Cisco has been named a founding member and director of yet another Internet of Things (IoT) standards group to help promote and encourage use of networked machines.

The Wireless IoT Forum, formed in March, is the fifth IoT standards body formed in the last 18 months and the second co-founded by Cisco in that timeframe. In March 2014, Cisco helped found the Industrial Internet Consortium with GE, IBM and Intel, and three others have emerged: the Linux Foundation’s AllSeen Alliance in 2013; Thread, started by Samsung and Google for wireless mesh IoT; and the Open Interconnect Consortium launched by Intel, Samsung and Broadcom a year ago.

The Wireless IoT Forum said it is working on accelerating the adoption of wireless wide-area networking technologies dedicated to IoT. Other founding and board members include Accenture, Arkessa, BT Telensa and WSN.

The forum said its mandate is also to remove fragmentation and drive consolidation around a minimal set of standards for both license and license-exempt wireless, and to develop a set of requirements for end users and development partners. With five IoT consortia, this may prove to be the forum’s most daunting endeavour.

“The IoT market is gathering significant momentum around the globe, with new technologies and use cases being announced daily,” said William Webb, CEO, Wireless IoT Forum, in a statement. “However the risk presented by fragmentation remains very real. Without widely-agreed open standards we risk seeing pockets of proprietary technology developing independently, preventing the benefits of mass-market scale. We are delighted today to be announcing our inaugural membership and to begin work to drive towards a collective view on the right way to deliver widespread IoT services.”

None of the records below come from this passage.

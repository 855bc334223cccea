//! Shared progress types.
//!
//! [`ProgressSnapshot`] is the counter's view of the manifest at one point in
//! time. [`ProgressPayload`] is the wire schema posted to the generic webhook;
//! its field names are a downstream contract and serialize as snake_case.

use std::collections::BTreeSet;

use chrono::{DateTime, Utc};
use serde::{Deserialize, Serialize};

/// Event tag carried by every webhook payload.
pub const PROGRESS_EVENT: &str = "test_progress";

/// Percentage of passing entries, rounded to one decimal place.
///
/// Rounding is applied to the exact value of `passing / total * 100` with
/// ties to even, so `1/16` (6.25%) reports `6.2`. Returns `0.0` when `total`
/// is zero.
#[must_use]
pub fn percentage(passing: usize, total: usize) -> f64 {
    if total == 0 {
        return 0.0;
    }
    let exact = passing as f64 / total as f64 * 100.0;
    // Float formatting rounds the exact binary value half-to-even.
    format!("{exact:.1}").parse().unwrap_or(exact)
}

/// Passing/total counts derived from a manifest.
///
/// `passing_indices` holds the manifest positions of passing records, so
/// `passing == passing_indices.len()` and every index is below `total`.
#[derive(Debug, Clone, Default, PartialEq, Eq, Serialize)]
pub struct ProgressSnapshot {
    /// Number of records whose `passes` field is `true`.
    pub passing: usize,

    /// Number of manifest entries, passing or not.
    pub total: usize,

    /// Positions of passing records.
    pub passing_indices: BTreeSet<usize>,
}

impl ProgressSnapshot {
    /// Builds a snapshot from the positions of passing entries.
    #[must_use]
    pub fn new(total: usize, passing_indices: BTreeSet<usize>) -> Self {
        Self {
            passing: passing_indices.len(),
            total,
            passing_indices,
        }
    }

    /// Returns true when the manifest had no entries (or could not be read).
    #[must_use]
    pub fn is_empty(&self) -> bool {
        self.total == 0
    }

    /// Rounded pass percentage.
    #[must_use]
    pub fn percentage(&self) -> f64 {
        percentage(self.passing, self.total)
    }
}

/// Payload posted to the generic webhook on every progress increase.
#[derive(Debug, Clone, PartialEq, Serialize, Deserialize)]
pub struct ProgressPayload {
    /// Always [`PROGRESS_EVENT`].
    pub event: String,

    pub passing: usize,

    pub total: usize,

    /// Pass percentage rounded to one decimal place.
    pub percentage: f64,

    /// Passing count read from the cache before this run.
    pub previous_passing: usize,

    pub tests_completed_this_session: usize,

    /// Labels of records that started passing since the cached run.
    pub completed_tests: Vec<String>,

    /// Project directory name.
    pub project: String,

    /// UTC ISO 8601 timestamp with a `Z` suffix.
    pub timestamp: String,
}

impl ProgressPayload {
    /// Creates a payload for a progress increase observed at `now`.
    #[must_use]
    pub fn new(
        snapshot: &ProgressSnapshot,
        previous: usize,
        completed_tests: Vec<String>,
        project: &str,
        now: DateTime<Utc>,
    ) -> Self {
        Self {
            event: PROGRESS_EVENT.to_string(),
            passing: snapshot.passing,
            total: snapshot.total,
            percentage: snapshot.percentage(),
            previous_passing: previous,
            tests_completed_this_session: snapshot.passing.saturating_sub(previous),
            completed_tests,
            project: project.to_string(),
            timestamp: now.format("%Y-%m-%dT%H:%M:%S%.6fZ").to_string(),
        }
    }
}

“The IoT is growing at an unrelenting pace, but it’s important that the entire ecosystem co-operates around open standards in order for it to reach its full potential,” said Aidan Quilligan, managing director, Accenture Digital Mobility, in the same statement. “That’s why it’s important that the Forum works with key ecosystem members from the start, in order to create the right conditions for the mass market, without duplicating the work being done by existing standards bodies. Open standards represent the only way to begin the process of overcoming fragmentation in the IoT, and as part of the Forum, we will help drive this forward.”

The forum’s first working session was held in June.